I've been through North Africa and there are still more people speaking Berber languages there than Arabic. To paraphrase Chris Rock, when was the last time you saw a whole family speaking Lenape at a Red Lobster?

"My belabored point is that it seems we (current day Americans) are too eager to look for offense or motivation in racial terms where none may exist."

Oh no no no. It's precisely the opposite. And I say this as a white person. We're very eager to dismiss assumptions which belittle some very valid concerns of groups of people still shellshocked as communities by events which just ended a blink of the eyes ago in historical perspective. I think you're doing so right now.

By the by I did a bit of work in Estonia over a decade ago. There's a fairly ugly history there regarding the country's 40% Russian minority, the same ethnic group who until recently lorded it over the ethnic Estonian population in the USSR years. Add into the mix the fact that Estonia was very pro-Nazi in the war (not merely "pro-German" as there was a whole ethnic Estonian SS division) and totally exterminated its Jewish population, add in the demonstrations and counterdemonstrations at the war monuments - the E's call them patriotic and the R's fascist - and you've got yet another little screwed up situation in an otherwise charming corner of the world.

Reply
Christopher Randolph
03/05/2013 3:16am

"The ongoing Indian wars were not wars of race but the conflict on both sides lead to a dehumanization of your enemies."

Probably the less said about this the better, There simply aren't any parallels between what Europeans did to the peoples of the Americas and vice versa. I don't know of any programs that Indians had to forcibly march whites a thousand miles away, I don't know of any Indian insistence that whites drop their languages and cultures. I don't know of any case in which Indians made white people retrieve X amount of gold or face death.

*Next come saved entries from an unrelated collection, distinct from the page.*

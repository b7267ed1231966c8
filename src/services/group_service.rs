use log::{debug, info, warn};

use crate::config::TableauConf;
use crate::error::{GroupError, TransportError};
use crate::models::group::{
    Group, GroupListResponse, GroupRequest, GroupResponse, NewGroup, PageInfo,
};
use crate::services::transport::{ApiRequest, HttpTransport, Transport};

/// Client for the site's `/groups` collection.
pub struct GroupService<T> {
    transport: T,
    log_target: String,
}

impl GroupService<HttpTransport> {
    pub fn from_config(conf: &TableauConf) -> Result<Self, TransportError> {
        Ok(Self::new(HttpTransport::new(conf)?, conf.log_target.clone()))
    }
}

impl<T: Transport> GroupService<T> {
    pub fn new(transport: T, log_target: impl Into<String>) -> Self {
        Self {
            transport,
            log_target: log_target.into(),
        }
    }

    #[cfg(test)]
    fn transport(&self) -> &T {
        &self.transport
    }

    fn log_target(&self) -> &str {
        self.log_target.as_str()
    }

    /// Fetches one page of groups. `None` requests the server's default
    /// first page.
    pub async fn fetch_group_page(
        &self,
        page_number: Option<u64>,
    ) -> Result<(GroupListResponse, PageInfo), GroupError> {
        let path = match page_number {
            Some(page) => format!("/groups?pageNumber={}", page),
            None => "/groups".to_string(),
        };
        let body = self.transport.do_request(ApiRequest::get(path)).await?;
        let page: GroupListResponse = serde_json::from_slice(&body)?;
        let page_info = page.pagination.parse()?;
        debug!(target: self.log_target(),
            "Fetched group page {} ({} groups, {} available)",
            page_info.page_number,
            page.groups.group.len(),
            page_info.total_available
        );
        Ok((page, page_info))
    }

    /// Looks a group up by ID, walking the list pages in order until it
    /// turns up.
    pub async fn fetch_group_by_id(&self, group_id: &str) -> Result<Group, GroupError> {
        if group_id.is_empty() {
            return Err(GroupError::InvalidArgument("group id must not be empty"));
        }

        let (page, page_info) = self.fetch_group_page(None).await?;
        if let Some(group) = page.find(group_id) {
            return Ok(group.clone());
        }

        let total_pages = page_info.total_pages();
        for page_number in page_info.remaining_pages() {
            info!(target: self.log_target(), "Searching page {} for group {}", page_number, group_id);
            let (page, _) = self.fetch_group_page(Some(page_number)).await?;
            if let Some(group) = page.find(group_id) {
                return Ok(group.clone());
            }
        }

        warn!(target: self.log_target(), "Group {} not found in {} pages", group_id, total_pages);
        Err(GroupError::NotFound(group_id.to_string()))
    }

    /// Collects the groups of every page, in page order.
    pub async fn list_groups(&self) -> Result<Vec<Group>, GroupError> {
        let (page, page_info) = self.fetch_group_page(None).await?;
        let mut groups = page.groups.group;

        for page_number in page_info.remaining_pages() {
            let (page, _) = self.fetch_group_page(Some(page_number)).await?;
            groups.extend(page.groups.group);
        }

        info!(target: self.log_target(), "Listed {} groups", groups.len());
        Ok(groups)
    }

    pub async fn create_group(
        &self,
        name: &str,
        minimum_site_role: &str,
    ) -> Result<Group, GroupError> {
        let body = encode_new_group(name, minimum_site_role)?;
        let response = self
            .transport
            .do_request(ApiRequest::post("/groups", body))
            .await?;
        let group = serde_json::from_slice::<GroupResponse>(&response)?.group;
        info!(target: self.log_target(),
            "Group '{}' created with id {}",
            group.name,
            group.id.as_deref().unwrap_or("<none>")
        );
        Ok(group)
    }

    pub async fn update_group(
        &self,
        group_id: &str,
        name: &str,
        minimum_site_role: &str,
    ) -> Result<Group, GroupError> {
        if group_id.is_empty() {
            return Err(GroupError::InvalidArgument("group id must not be empty"));
        }
        let body = encode_new_group(name, minimum_site_role)?;
        let response = self
            .transport
            .do_request(ApiRequest::put(format!("/groups/{}", group_id), body))
            .await?;
        let group = serde_json::from_slice::<GroupResponse>(&response)?.group;
        info!(target: self.log_target(), "Group {} updated.", group_id);
        Ok(group)
    }

    /// Deletes a group. The response body is ignored.
    pub async fn delete_group(&self, group_id: &str) -> Result<(), GroupError> {
        if group_id.is_empty() {
            return Err(GroupError::InvalidArgument("group id must not be empty"));
        }
        self.transport
            .do_request(ApiRequest::delete(format!("/groups/{}", group_id)))
            .await?;
        info!(target: self.log_target(), "Group {} deleted successfully.", group_id);
        Ok(())
    }
}

fn encode_new_group(name: &str, minimum_site_role: &str) -> Result<Vec<u8>, GroupError> {
    if name.is_empty() {
        return Err(GroupError::InvalidArgument("group name must not be empty"));
    }
    let request = GroupRequest {
        group: NewGroup {
            name: name.to_string(),
            minimum_site_role: Some(minimum_site_role.to_string()),
        },
    };
    Ok(serde_json::to_vec(&request)?)
}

I certainly don't know of any Indian plan to sail to Europe and clear areas for Lebensraum.

"Contrary to a populist notion that the native American peoples lived in peace and harmony until the evil white man appeared is misinformed..."

Well, no one claimed that here as you pointed out. What I will say is that although it's abundantly clear that sometimes Indian groups didn't play nice with each other, they did manage not to bump off 15 million of themselves while wiping out the vast majority of their languages and cultures continent-wide. Might you see how the tiny portion of survivors might be less than jazzed about your perception that a focus on this is merely being a Negative Nelly?

Something VERY terrible happened to the native population of this continent, largely to make room for slave-intensive agriculture using people form yet another continent. Is this all really something that needs debate? Are the ethics of the ethnic cleansing of this continent and the slave trade still a gray area for people..?

Reply
CFC
03/05/2013 10:02am

I predict America Unearthed (Wolter and Committee Films) will get more reckless and outrageous with their programming. As I read some of the comments on this blog and on other sites it’s clear they are alienating the freemasons, academics, geologists and archaeologist, historians, educators and serious amateur researchers.

Kudos to Scott Dawson with the help of his twin brother Ryan Dawson for speaking out about the behind the scenes, deceptive practices of this program!!! Let that story be a warning to anyone contacted by this group to film for the upcoming episodes.

I am very grateful to Jason for his reviews each week and for providing a forum for thoughtful and intelligent commentary.